要解决「证明溢出」问题需要解决以下问题：如何防止创建超出电路容量的批次？

撰文： Andy Arditi

在 Scroll，我们正在开放构建 zkEVM，并希望将我们正在构建的协议的所有方面保持公开透明。

这篇文章中描述了我们称之为「证明溢出」的问题 — 一个由于 ZK rollups 中执行和证明生成分离而引起的问题。

背景

Scroll 的 rollup 流程大致可以理解为：

我们在 Alpha 测试网中遇到的一个问题是无法证明某些批次，原因是它们「太大」而无法放入我们的 zkEVM 电路中。

人们可以认为 zkEVM 电路由许多子电路组成，比如 n 个子电路，它们通过查找表互连。每个子电路用于约束特定的操作——例如，Keccak 电路计算 Keccak 哈希，求幂电路计算求幂。我们的 zkEVM 电路设计中当前限制是每个子电路必须具有相同的行数，比如 m 行。

根据每个子电路中消耗的行数，每个所传入的交易都具有唯一的配置文件。例如，可能有一个交易需要许多 Keccak 操作，因此在 Keccak 电路中占用许多行，而在求幂电路中不占用任何行。相反，可能有一个交易在 Keccak 电路中占用很少的行，而在求幂电路中占用很多行。

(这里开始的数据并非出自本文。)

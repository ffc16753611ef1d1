//! Direct-lookup symbol table used by languages without bespoke resolution

use std::collections::HashMap;

use arbor_core::NodeType;

use super::{ResolveContext, SymbolTable, synthetic_id};

#[derive(Default)]
pub struct GenericSymbols {
    defs: HashMap<String, String>,
    imports: HashMap<String, String>,
}

impl GenericSymbols {
    pub fn new() -> Self {
        Self::default()
    }
}

impl SymbolTable for GenericSymbols {
    fn register(&mut self, name: &str, id: &str, _kind: NodeType) {
        self.defs.insert(name.to_string(), id.to_string());
    }

    fn register_import(&mut self, alias: &str, target: &str) {
        self.imports.insert(alias.to_string(), target.to_string());
    }

    fn resolve(&self, name: &str, ctx: &ResolveContext<'_>) -> (String, bool) {
        if let Some(id) = self.defs.get(name) {
            return (id.clone(), true);
        }
        if let Some(target) = self.imports.get(name) {
            return (format!("external::{target}"), false);
        }
        (synthetic_id(name, ctx.file_path), false)
    }
}
//! Julia structural extractor

use arbor_core::{CodeNode, EdgeType, Lang, NodeType};
use tree_sitter::Node;

use super::{PendingRef, build_node, first_identifier};
use crate::registry::{node_text, start_line};

pub fn extract(
    root: Node<'_>,
    source: &str,
    file_path: &str,
) -> (Vec<CodeNode>, Vec<PendingRef>) {
    let mut nodes = Vec::new();
    let mut refs = Vec::new();
    walk(root, source, file_path, &mut nodes, &mut refs);
    (nodes, refs)
}

fn walk(
    node: Node<'_>,
    source: &str,
    file_path: &str,
    nodes: &mut Vec<CodeNode>,
    refs: &mut Vec<PendingRef>,
) {
    let mut cursor = node.walk();
    for child in node.named_children(&mut cursor) {
        match child.kind() {
            "function_definition" | "short_function_definition" => {
                if let Some(name) = callable_name(child, source) {
                    nodes.push(build_node(
                        format!("{file_path}::{name}"),
                        &name,
                        NodeType::Function,
                        Lang::Julia,
                        file_path,
                        child,
                        source,
                    ));
                }
            }
            "macro_definition" => {
                if let Some(name) = callable_name(child, source) {
                    nodes.push(build_node(
                        format!("{file_path}::macro_{name}"),
                        &name,
                        NodeType::Macro,
                        Lang::Julia,
                        file_path,
                        child,
                        source,
                    ));
                }
            }
            "module_definition" => {
                if let Some(name_node) = child.child_by_field_name("name") {
                    let name = node_text(name_node, source);
                    nodes.push(build_node(
                        format!("{file_path}::ns_{name}"),
                        name,
                        NodeType::Module,
                        Lang::Julia,
                        file_path,
                        child,
                        source,
                    ));
                }
                walk(child, source, file_path, nodes, refs);
            }
            "struct_definition" => {
                if let Some(name_node) = child.child_by_field_name("name") {
                    let name = node_text(name_node, source);
                    nodes.push(build_node(
                        format!("{file_path}::{name}"),
                        name,
                        NodeType::Struct,
                        Lang::Julia,
                        file_path,
                        child,
                        source,
                    ));
                }
            }
            "abstract_definition" | "primitive_definition" => {
                if let Some(name_node) = child.child_by_field_name("name") {
                    let name = node_text(name_node, source);
                    nodes.push(build_node(
                        format!("{file_path}::{name}"),
                        name,
                        NodeType::Type,
                        Lang::Julia,
                        file_path,
                        child,
                        source,
                    ));
                }
            }
            "const_statement" => {
                if let Some(ident) = first_identifier(child, &["identifier"]) {
                    let name = node_text(ident, source);
                    nodes.push(build_node(
                        format!("{file_path}::{name}"),
                        name,
                        NodeType::Variable,
                        Lang::Julia,
                        file_path,
                        child,
                        source,
                    ));
                }
            }
            "using_statement" | "import_statement" => {
                let target = node_text(child, source)
                    .trim_start_matches("using")
                    .trim_start_matches("import")
                    .trim()
                    .to_string();
                if !target.is_empty() {
                    let row = start_line(child);
                    let id = format!("{file_path}::import_{row}");
                    nodes.push(build_node(
                        id.clone(),
                        &target,
                        NodeType::Import,
                        Lang::Julia,
                        file_path,
                        child,
                        source,
                    ));
                    refs.push(PendingRef {
                        from_id: id,
                        target,
                        edge_type: EdgeType::Imports,
                    });
                }
            }
            _ => {}
        }
    }
}

/// Function and macro names may sit directly in a `name` field or inside a
/// `signature`/`call_expression` header.
fn callable_name(def: Node<'_>, source: &str) -> Option<String> {
    if let Some(name_node) = def.child_by_field_name("name") {
        return Some(node_text(name_node, source).to_string());
    }
    let mut cursor = def.walk();
    for child in def.named_children(&mut cursor) {
        if matches!(child.kind(), "signature" | "call_expression") {
            let target = if child.kind() == "signature" {
                child.named_child(0)?
            } else {
                child
            };
            if target.kind() == "call_expression" {
                let head = target.named_child(0)?;
                if matches!(head.kind(), "identifier" | "field_expression" | "operator") {
                    return Some(node_text(head, source).to_string());
                }
            }
            if let Some(ident) = first_identifier(target, &["identifier", "operator"]) {
                return Some(node_text(ident, source).to_string());
            }
        }
        if child.kind() == "identifier" {
            return Some(node_text(child, source).to_string());
        }
    }
    None
}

由于批次由区块组成，而区块由交易组成，因此批次的行消耗配置文件由组成它的交易决定。如果一个批次的行消耗超过最大行数 m，则该批次将无法证明（即证明「溢出」）。当一个批次无法证明时，它无法在 L1 上最终确认，任何后续的批次也无法证明（取决于无法证明批次的结果状态）。

值得注意的是，即使只包含单个交易的批次也可能会溢出电路。

要解决「证明溢出」问题需要解决以下问题：如何防止创建超出电路容量的批次？

长期解决方案

问题源于我们电路架构的局限性：所有子电路都必须有一些预先确定的、固定数量的行。我们正在研究重新设计我们的架构，以便可以独立地动态调整子电路的大小——每个子电路的大小都可以根据批次证明的要求放大或缩小。例如，如果一个批次在 Keccak 电路中需要 2^20 行，但在求幂电路中只需要 2^14 行，则子电路可以独立缩放。

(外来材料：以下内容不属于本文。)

//! Doc-comment and annotation mining
//!
//! Doc comments come from the immediate previous-sibling comment run, from
//! Python-style docstrings, or from Lisp doc strings. Annotation blocks are
//! comment regions containing `@semantic` or `@annotation` followed by
//! `key: value` lines drawn from a bounded vocabulary.

use std::collections::HashMap;
use std::sync::OnceLock;

use arbor_core::Lang;
use regex::Regex;
use tree_sitter::Node;

use crate::registry::node_text;

/// Accepted annotation keys, all lowercase. Unknown keys are dropped.
pub const ANNOTATION_KEYS: &[&str] = &[
    "id",
    "kind",
    "name",
    "summary",
    "responsibility",
    "inputs",
    "outputs",
    "side_effects",
    "calls",
    "called_by",
    "data_reads",
    "data_writes",
    "lifetime",
    "invariants",
    "error_handling",
    "thread_safety",
    "related_symbols",
    "tags",
    "description",
    "returns",
    "params",
    "throws",
    "see",
    "since",
    "deprecated",
    "author",
    "version",
];

fn key_value_re() -> &'static Regex {
    static RE: OnceLock<Regex> = OnceLock::new();
    RE.get_or_init(|| Regex::new(r"^\s*([A-Za-z_][A-Za-z0-9_]*)\s*:\s*(.*)$").unwrap())
}

/// Extract `(doc_comment, annotations)` for an entity node.
pub fn mine(node: Node<'_>, source: &str, lang: Lang) -> (String, HashMap<String, String>) {
    let raw = raw_doc(node, source, lang);
    let doc = clean_comment(&raw);
    let mut annotations = parse_annotations(&raw);
    if annotations.is_empty() {
        // The block may live inside the entity body rather than above it.
        let body = node_text(node, source);
        if body.contains("@semantic") || body.contains("@annotation") {
            annotations = parse_annotations(body);
        }
    }
    (doc, annotations)
}

/// The raw (syntax-bearing) doc text for a node, preferring the preceding
/// comment run, then language-specific doc strings.
fn raw_doc(node: Node<'_>, source: &str, lang: Lang) -> String {
    // Contiguous run of comment siblings directly above the node, in source
    // order. Line-comment docs arrive as one sibling per line.
    let mut parts: Vec<String> = Vec::new();
    let mut prev = node.prev_sibling();
    while let Some(sib) = prev {
        if !sib.kind().contains("comment") {
            break;
        }
        parts.push(node_text(sib, source).to_string());
        prev = sib.prev_sibling();
    }
    if !parts.is_empty() {
        parts.reverse();
        return parts.join("\n");
    }

    if lang == Lang::Python {
        if let Some(doc) = python_docstring(node, source) {
            return doc;
        }
    }
    if lang.is_lisp() {
        if let Some(doc) = lisp_doc_string(node, source) {
            return doc;
        }
    }
    String::new()
}

/// First string-literal statement of a `def`/`class` body block.
fn python_docstring(node: Node<'_>, source: &str) -> Option<String> {
    let body = node.child_by_field_name("body")?;
    let first = body.named_child(0)?;
    if first.kind() != "expression_statement" {
        return None;
    }
    let expr = first.named_child(0)?;
    if expr.kind() != "string" {
        return None;
    }
    Some(node_text(expr, source).to_string())
}

/// First string literal after the name symbol, before any other list or
/// vector form.
fn lisp_doc_string(node: Node<'_>, source: &str) -> Option<String> {
    let mut cursor = node.walk();
    let mut seen_syms = 0usize;
    for child in node.named_children(&mut cursor) {
        match child.kind() {
            "sym_lit" => seen_syms += 1,
            "str_lit" if seen_syms >= 2 => {
                return Some(node_text(child, source).to_string());
            }
            "list_lit" | "vec_lit" | "map_lit" => return None,
            _ => {}
        }
    }
    None
}

/// Strip comment syntax and rejoin interior lines with single spaces.
pub fn clean_comment(raw: &str) -> String {
    let mut out: Vec<&str> = Vec::new();
    for line in raw.lines() {
        let line = strip_comment_markers(line);
        if !line.is_empty() {
            out.push(line);
        }
    }
    out.join(" ")
}

fn strip_comment_markers(line: &str) -> &str {
    let mut s = line.trim();
    loop {
        let before = s;
        // Closing delimiters first: a line that is only `*/` must reduce
        // to empty before the leading `*` strip can eat its star.
        s = s.trim_end_matches("*/").trim_end_matches("\"\"\"");
        s = s.trim();
        s = s.trim_start_matches("/**").trim_start_matches("/*");
        s = s.trim_start_matches("///").trim_start_matches("//");
        s = s.trim_start_matches("\"\"\"");
        s = s.trim_start_matches(";;").trim_start_matches(';');
        s = s.trim_start_matches('#');
        s = s.trim_start_matches('*');
        s = s.trim();
        if s == before {
            break;
        }
    }
    // Single- and triple-quoted docstrings keep their quotes in the AST.
    s.trim_start_matches(['"', '\''])
        .trim_end_matches(['"', '\''])
        .trim()
}

/// Line-scan an annotation block for `key: value` pairs.
///
/// A line whose key is not in the vocabulary is not a key line; when it
/// follows a known key it extends that key's value, which gives multi-line
/// list fields without a list syntax.
pub fn parse_annotations(text: &str) -> HashMap<String, String> {
    if !text.contains("@semantic") && !text.contains("@annotation") {
        return HashMap::new();
    }
    let mut out: HashMap<String, String> = HashMap::new();
    let mut current: Option<String> = None;
    let mut in_block = false;
    for line in text.lines() {
        let stripped = strip_comment_markers(line);
        if !in_block {
            if let Some(pos) = stripped
                .find("@semantic")
                .map(|p| p + "@semantic".len())
                .or_else(|| stripped.find("@annotation").map(|p| p + "@annotation".len()))
            {
                in_block = true;
                let rest = stripped[pos..].trim();
                if !rest.is_empty() {
                    scan_line(rest, &mut out, &mut current);
                }
            }
            continue;
        }
        scan_line(stripped, &mut out, &mut current);
    }
    out
}

fn scan_line(line: &str, out: &mut HashMap<String, String>, current: &mut Option<String>) {
    if line.is_empty() {
        return;
    }
    if let Some(caps) = key_value_re().captures(line) {
        let key = caps[1].to_lowercase();
        if ANNOTATION_KEYS.contains(&key.as_str()) {
            out.insert(key.clone(), caps[2].trim().to_string());
            *current = Some(key);
            return;
        }
    }
    if let Some(key) = current.as_ref() {
        let entry = out.entry(key.clone()).or_default();
        if entry.is_empty() {
            *entry = line.to_string();
        } else {
            entry.push(' ');
            entry.push_str(line);
        }
    }
}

这种类型的动态设计带来了挑战，我们正在努力解决这些问题。然而，与此同时，我们需要解决固定尺寸电路的问题。

当前解决方案

1. 根据最坏情况下的操作码设置区块 Gas 限制 ❌

这里的想法是根据最坏情况下（就电路行消耗而言最昂贵）的操作码来设置区块的 Gas 限制。换句话说，设置区块 Gas 限制，即使它被最昂贵的操作码填满，该区块仍然可以适配我们的电路。这保证了任何区块都无法填满电路。

2. Gas 重新定价 ⚠️

我们可以修改操作码到 Gas 的映射表来反映证明成本，而不是执行成本。这将涉及从每个操作码与它在所有子电路中占用的最大行数的静态映射，然后修改我们的 Geth 分支（「L2Geth」）以使用这个新的 Gas 定价。

3. 引入额外的「Proof Gas」计量

除了正常的 EVM Gas 之外，我们还可以有一个单独的概念 「Proof Gas」。Proof Gas 将用于量化交易在我们的电路中消耗的空间。请注意，这种「Proof Gas」应该是多维的——因为不同的操作码在不同的电路中占据不同的行。

一旦引入「Proof Gas」计量的概念，就会出现在哪个级别约束它的问题。

3a.在执行层约束 Proof Gas

此解决方案与解决方案 2 类似，不同之处在于它保留了 EVM Gas 和 Proof Gas 的概念。这将再次涉及将每个操作码静态映射到它在每个电路中占用的行数，然后修改 L2Geth 以添加这种 Proof Gas 的概念。如果特定交易超过了 Proof Gas 限制，则交易将撤销并出现一些自定义的「out of proof gas」的错误。这将确保没有区块可以超过行约束，因为执行层将在此之前停止交易。

3b.在执行层之外约束 Proof Gas

我们可以从 zkEVM 电路库中公开 API 来报告给定执行踪迹所需的行数，而不是生成操作码到电路行的静态映射。L2Geth 可以生成区块的执行踪迹，然后查询电路行消耗 —— 如果超过最大行数，则不会创建区块。

结语

似乎解决方案 3b 是最简单且风险最小，也是可行的解决方案。

伴随这种方案的主要挑战是如何处理强制交易，因为可能存在太大而无法放入电路中的强制交易。这里的一个想法是使用解决方案 1 中的想法来限制强制交易的 Gas 限制，这样即使在最坏的情况下，强制交易也不会溢出电路。

从长远来看，我们的目标是开发一个更灵活的证明系统，支持动态大小的子电路，从而完全避免这个问题。